Press Release - Boston, London, Nice, Paris, Singapore, Tokyo, October 21, 2021

Scientific Beta welcomes updated TCFD guidance and renews criticism of EU Climate Transition and Paris-Aligned Benchmark Regulation

Index provider reiterates warnings against use of enterprise-value based carbon intensity and regards integration of implied temperature rise metrics into portfolio construction as premature

On 15 October 2021, the Task Force on Climate-related Financial Disclosures (TCFD) updated its 2017 guidelines on implementing its recommendations that aim to promote more informed financial decisions in relation to the risks of climate change.1

The updated guidance:

  • Promotes more granular or explicit disclosure of risks and opportunities identified by reporting organisations and how these impact their strategies
  • Introduces significant revisions to the disclosures of metrics and targets to:
    • Encourage the uptake of indicators that are relevant across industries and of related targets
    • Require disclosure of Scope 1, Scope 2 and material Scope 3 emissions
    • Require the financial sector to disclose its financed emissions and the extent to which its activities align with the goals of the Paris Agreement

With respect to the supplemental guidance for the financial sector pertaining to the Metrics and Targets pillar of the recommendations, Scientific Beta welcomes two major changes relative to the draft proposals on which the TCFD sought feedback. First, the TCFD reaffirms Weighted Average Carbon Intensity as recommended disclosure2 for funds, products and strategies (while also requiring the disclosure of financed emissions, where possible). Second, it adopts a more cautious approach in respect of disclosure of alignment with Paris-Agreement-consistent temperature scenarios.

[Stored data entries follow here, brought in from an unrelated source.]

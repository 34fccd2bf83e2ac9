//! Staying close to the quest position.

use questline_core::horizontal_distance;
use serde::{Deserialize, Serialize};

use crate::{context::ObjectiveEffect, objective::Step};

/// Tuning of a stay-near objective.
#[derive(Clone, Debug, PartialEq, Serialize, Deserialize)]
#[serde(default)]
pub struct StayNearConfig {
    /// Radius around the quest position the player must stay within.
    pub radius: f32,
    /// Fraction of the radius beyond which the objective warns.
    pub warning_ratio: f32,
    /// Sound looped while the warning is active.
    pub warning_sound: Option<String>,
}

impl Default for StayNearConfig {
    fn default() -> Self {
        Self {
            radius: 50.0,
            warning_ratio: 0.75,
            warning_sound: None,
        }
    }
}

/// Objective satisfied while the player stays close to the quest position.
#[derive(Clone, Debug, PartialEq, Serialize, Deserialize)]
pub struct StayNear {
    config: StayNearConfig,
    reached_once: bool,
    #[serde(skip)]
    warning_playing: bool,
    #[serde(skip)]
    factor: Option<f32>,
}

impl StayNear {
    /// Creates a stay-near objective.
    #[must_use]
    pub fn new(config: StayNearConfig) -> Self {
        Self {
            config,
            reached_once: false,
            warning_playing: false,
            factor: None,
        }
    }

    /// Distance to the quest position relative to the radius, from the last update.
    #[must_use]
    pub fn factor(&self) -> Option<f32> {
        self.factor
    }

    /// Whether the player has been inside the radius at least once.
    #[must_use]
    pub fn reached_once(&self) -> bool {
        self.reached_once
    }

    pub(crate) fn activate(&mut self, step: &mut Step<'_, '_>) {
        step.status.complete();
    }

    pub(crate) fn update(&mut self, step: &mut Step<'_, '_>) {
        let (Some(center), Some(player)) = (step.quest.position(), step.ctx.player_position())
        else {
            return;
        };
        let factor = horizontal_distance(player, center) / self.config.radius.max(f32::EPSILON);
        self.factor = Some(factor);

        if factor > 1.0 {
            if self.reached_once {
                log::info!("player left the area of quest {}", step.quest.name());
                self.stop_warning(step);
                step.status.fail();
            }
            return;
        }

        self.reached_once = true;
        if factor > self.config.warning_ratio {
            step.status.warn();
            self.start_warning(step);
        } else {
            step.status.complete();
            self.stop_warning(step);
        }
    }

    pub(crate) fn handle_failed(&mut self, step: &mut Step<'_, '_>) {
        self.stop_warning(step);
    }

    fn start_warning(&mut self, step: &mut Step<'_, '_>) {
        if self.warning_playing {
            return;
        }
        self.warning_playing = true;
        if let Some(sound) = &self.config.warning_sound {
            step.ctx.emit(ObjectiveEffect::PlayWarning {
                quest: step.quest.handle(),
                sound: sound.clone(),
            });
        }
    }

    fn stop_warning(&mut self, step: &mut Step<'_, '_>) {
        if !self.warning_playing {
            return;
        }
        self.warning_playing = false;
        if let Some(sound) = &self.config.warning_sound {
            step.ctx.emit(ObjectiveEffect::StopWarning {
                quest: step.quest.handle(),
                sound: sound.clone(),
            });
        }
    }
}
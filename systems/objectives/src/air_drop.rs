//! Air-drop objectives: calling the drop in, waiting for it, guarding it.

use questline_core::{
    horizontal_distance, EntityClassId, EntityId, EntityRole, Message, PositionKind, Vec3,
    WorldEvent, WorldEventKind,
};
use questline_system_events::Interest;
use serde::{Deserialize, Serialize};

use crate::{
    context::ObjectiveEffect,
    objective::{previous_crate, Step},
    progress::TargetProgress,
    reach::{ReachPointConfig, TargetAcquisition},
};

/// Class of the supply crate delivered by default.
pub const AIR_SUPPLY_CRATE: EntityClassId = EntityClassId::new(1);

/// Tuning of an air-drop objective.
#[derive(Clone, Debug, PartialEq, Serialize, Deserialize)]
#[serde(default)]
pub struct AirDropConfig {
    /// How the drop location is negotiated.
    pub reach: ReachPointConfig,
    /// Only call the drop in once the player reached the location.
    pub start_at_pos: bool,
    /// Complete only once the crate rests on the ground with the player nearby.
    pub wait_for_ground: bool,
    /// Alternative completion: crate within this height of the player.
    pub min_ground_height: Option<f32>,
    /// Class of the delivered crate.
    pub payload_class: EntityClassId,
    /// Lock the crate when it spawns.
    pub lock_at_start: bool,
    /// Unlock the crate on completion.
    pub unlock_at_end: bool,
}

impl Default for AirDropConfig {
    fn default() -> Self {
        Self {
            reach: ReachPointConfig::default(),
            start_at_pos: false,
            wait_for_ground: true,
            min_ground_height: None,
            payload_class: AIR_SUPPLY_CRATE,
            lock_at_start: true,
            unlock_at_end: true,
        }
    }
}

/// Objective calling in a supply drop at a host-selected location.
#[derive(Clone, Debug, PartialEq, Serialize, Deserialize)]
pub struct AirDrop {
    config: AirDropConfig,
    acquisition: TargetAcquisition,
    crate_entity: Option<EntityId>,
    was_in_distance: bool,
    #[serde(skip)]
    plane: Option<EntityId>,
    #[serde(skip)]
    flight_requested: bool,
    #[serde(skip)]
    since_tick: f32,
}

impl AirDrop {
    /// Creates an air-drop objective.
    #[must_use]
    pub fn new(config: AirDropConfig) -> Self {
        Self {
            config,
            acquisition: TargetAcquisition::default(),
            crate_entity: None,
            was_in_distance: false,
            plane: None,
            flight_requested: false,
            since_tick: 0.0,
        }
    }

    /// Tuning of the objective.
    #[must_use]
    pub fn config(&self) -> &AirDropConfig {
        &self.config
    }

    /// Current progress.
    #[must_use]
    pub fn progress(&self) -> TargetProgress {
        self.acquisition.progress()
    }

    /// Drop location, once known.
    #[must_use]
    pub fn target(&self) -> Option<Vec3> {
        self.acquisition.target()
    }

    /// Delivered crate, once spawned.
    #[must_use]
    pub fn crate_entity(&self) -> Option<EntityId> {
        self.crate_entity
    }

    /// Mover carrying the crate, while it is in the air.
    #[must_use]
    pub fn plane(&self) -> Option<EntityId> {
        self.plane
    }

    /// Whether the drop was called in.
    #[must_use]
    pub fn flight_requested(&self) -> bool {
        self.flight_requested
    }

    pub(crate) fn activate(&mut self, restored: bool, step: &mut Step<'_, '_>) {
        if restored {
            self.acquisition.restore(&self.config.reach, step);
            self.flight_requested = self.crate_entity.is_some();
        }
        self.since_tick = self.config.reach.tick_interval;
    }

    pub(crate) fn update(&mut self, dt: f32, events: &[WorldEvent], step: &mut Step<'_, '_>) {
        if !self.acquisition.is_active() {
            self.acquisition.acquire(&self.config.reach, step);
            if !self.acquisition.is_active() {
                return;
            }
        }
        if self.acquisition.progress() == TargetProgress::Reached {
            return;
        }

        for event in events {
            self.observe_spawn(event, step);
        }

        self.since_tick += dt;
        if self.since_tick < self.config.reach.tick_interval {
            return;
        }
        self.since_tick = 0.0;

        let Some(target) = self.acquisition.target() else {
            return;
        };
        let player = step.ctx.player_position();
        if self.flight_requested && player.is_none() {
            log::info!(
                "player {} fell while quest {} waited for its air drop",
                step.ctx.player().get(),
                step.quest.name()
            );
            clear_tag(PositionKind::CratePosition, step);
            clear_tag(PositionKind::PlanePosition, step);
            step.status.fail();
            return;
        }
        let in_distance = player.map_or(false, |position| {
            horizontal_distance(position, target) <= self.config.reach.completion_distance
        });
        self.was_in_distance |= in_distance;

        self.track_plane(step);

        let Some(crate_entity) = self.crate_entity else {
            if !self.flight_requested && (!self.config.start_at_pos || self.was_in_distance) {
                self.request_flight(target, step);
            }
            return;
        };
        let Some(observed) = step
            .ctx
            .world()
            .observe(crate_entity)
            .filter(|observation| observation.alive)
        else {
            log::info!(
                "air drop crate {} of quest {} was lost",
                crate_entity.get(),
                step.quest.name()
            );
            clear_tag(PositionKind::CratePosition, step);
            clear_tag(PositionKind::PlanePosition, step);
            step.status.fail();
            return;
        };
        track_tag(PositionKind::CratePosition, observed.position, step);

        let delivered = if self.config.wait_for_ground {
            observed.on_ground && in_distance
        } else if let Some(threshold) = self.config.min_ground_height {
            player.map_or(false, |position| {
                (observed.position.y - position.y).abs() < threshold
            })
        } else {
            true
        };
        if !delivered {
            return;
        }

        clear_tag(PositionKind::CratePosition, step);
        clear_tag(PositionKind::PlanePosition, step);
        if self.config.unlock_at_end {
            step.ctx.emit(ObjectiveEffect::SetContainerLocked {
                entity: crate_entity,
                locked: false,
            });
        }
        if self.acquisition.advance(TargetProgress::Reached, false) {
            log::info!("air drop of quest {} delivered", step.quest.name());
            step.status.complete();
        }
        step.hooks.release();
    }

    pub(crate) fn handle_failed(&mut self, step: &mut Step<'_, '_>) {
        if let Some(crate_entity) = self.crate_entity {
            if step.ctx.world().is_alive(crate_entity) {
                step.ctx.emit(ObjectiveEffect::KillEntity(crate_entity));
            }
        }
        clear_tag(PositionKind::CratePosition, step);
        clear_tag(PositionKind::PlanePosition, step);
    }

    fn request_flight(&mut self, target: Vec3, step: &mut Step<'_, '_>) {
        step.hooks
            .ensure(step.ctx.bus(), Interest::only(&[WorldEventKind::Spawned]));
        log::info!(
            "quest {} calls in an air drop at {target}",
            step.quest.name()
        );
        step.ctx.emit(ObjectiveEffect::Send(Message::StartAirDropTask {
            player: step.ctx.player(),
            payload_class: self.config.payload_class,
            position: target,
        }));
        self.flight_requested = true;
    }

    fn observe_spawn(&mut self, event: &WorldEvent, step: &mut Step<'_, '_>) {
        if !self.flight_requested {
            return;
        }
        let WorldEvent::EntitySpawned {
            entity,
            class,
            role,
            spawned_by: Some(owner),
        } = *event
        else {
            return;
        };
        if owner != step.ctx.player() {
            return;
        }
        match role {
            EntityRole::Mover if self.plane.is_none() => {
                log::debug!("air drop plane {} is inbound", entity.get());
                self.plane = Some(entity);
            }
            EntityRole::Payload
                if self.crate_entity.is_none() && class == self.config.payload_class =>
            {
                log::debug!("air drop crate {} released", entity.get());
                self.crate_entity = Some(entity);
                if self.config.lock_at_start {
                    step.ctx.emit(ObjectiveEffect::SetContainerLocked {
                        entity,
                        locked: true,
                    });
                }
            }
            _ => {}
        }
    }

    fn track_plane(&mut self, step: &mut Step<'_, '_>) {
        let Some(plane) = self.plane else {
            return;
        };
        match step
            .ctx
            .world()
            .observe(plane)
            .filter(|observation| observation.alive)
        {
            Some(observed) => track_tag(PositionKind::PlanePosition, observed.position, step),
            None => {
                self.plane = None;
                clear_tag(PositionKind::PlanePosition, step);
            }
        }
    }
}

fn track_tag(kind: PositionKind, position: Vec3, step: &mut Step<'_, '_>) {
    if step.quest.set_position_data(kind, position).is_none() {
        step.ctx.emit(ObjectiveEffect::ShowMarker {
            quest: step.quest.handle(),
            kind,
            position,
            label: None,
        });
    }
}

fn clear_tag(kind: PositionKind, step: &mut Step<'_, '_>) {
    if step.quest.remove_position_data(kind).is_some() {
        step.ctx.emit(ObjectiveEffect::HideMarker {
            quest: step.quest.handle(),
            kind,
        });
    }
}

/// Objective completed once the crate of an earlier air drop lands.
#[derive(Clone, Copy, Debug, Default, PartialEq, Eq, Serialize, Deserialize)]
pub struct AirDropWait;

impl AirDropWait {
    pub(crate) fn update(&self, step: &mut Step<'_, '_>) {
        let Some(observed) = previous_crate(step.previous)
            .and_then(|entity| step.ctx.world().observe(entity))
            .filter(|observation| observation.alive)
        else {
            log::info!("quest {} has no crate to wait for", step.quest.name());
            clear_tag(PositionKind::CratePosition, step);
            step.status.fail();
            return;
        };
        if observed.on_ground {
            clear_tag(PositionKind::CratePosition, step);
            step.status.complete();
        } else {
            track_tag(PositionKind::CratePosition, observed.position, step);
        }
    }
}

/// Objective that stays complete while the crate of an earlier air drop survives.
#[derive(Clone, Copy, Debug, Default, PartialEq, Eq, Serialize, Deserialize)]
pub struct AirDropAlive;

impl AirDropAlive {
    pub(crate) fn update(&self, step: &mut Step<'_, '_>) {
        let alive = previous_crate(step.previous)
            .map_or(false, |entity| step.ctx.world().is_alive(entity));
        if alive {
            step.status.complete();
        } else {
            log::info!("crate of quest {} was destroyed", step.quest.name());
            step.status.fail();
        }
    }
}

“The TCFD is to be commended for taking an evidence-based stance on the evolution of metrics and targets and reversing proposals that would have provided further incentives to counterproductive action by investors,” comments ESG Director Frédéric Ducoulombier who penned Scientific Beta’s contribution to the TCFD consultation.

“The prudent approach of the TCFD in respect of portfolio alignment is befitting the lack of maturity and convergence of methodologies in that area and we salute the work commissioned by the organisation to try and establish bases for the development of robust and convergent portfolio alignment tools,” says Ducoulombier.

“While there is understandable interest in financed emissions as a potential carbon footprinting approach for varied financial activities and investments, it should not be allowed to guide security selection and issuer engagement, notably because its reliance on enterprise value introduces capital market volatility into carbon intensity measurement and obscures the relationship to real-world emissions as we have documented in published research3. While not perfect, revenues-based carbon intensity, as endorsed by the TCFD since 2017, is a superior metric for these applications.”, he adds.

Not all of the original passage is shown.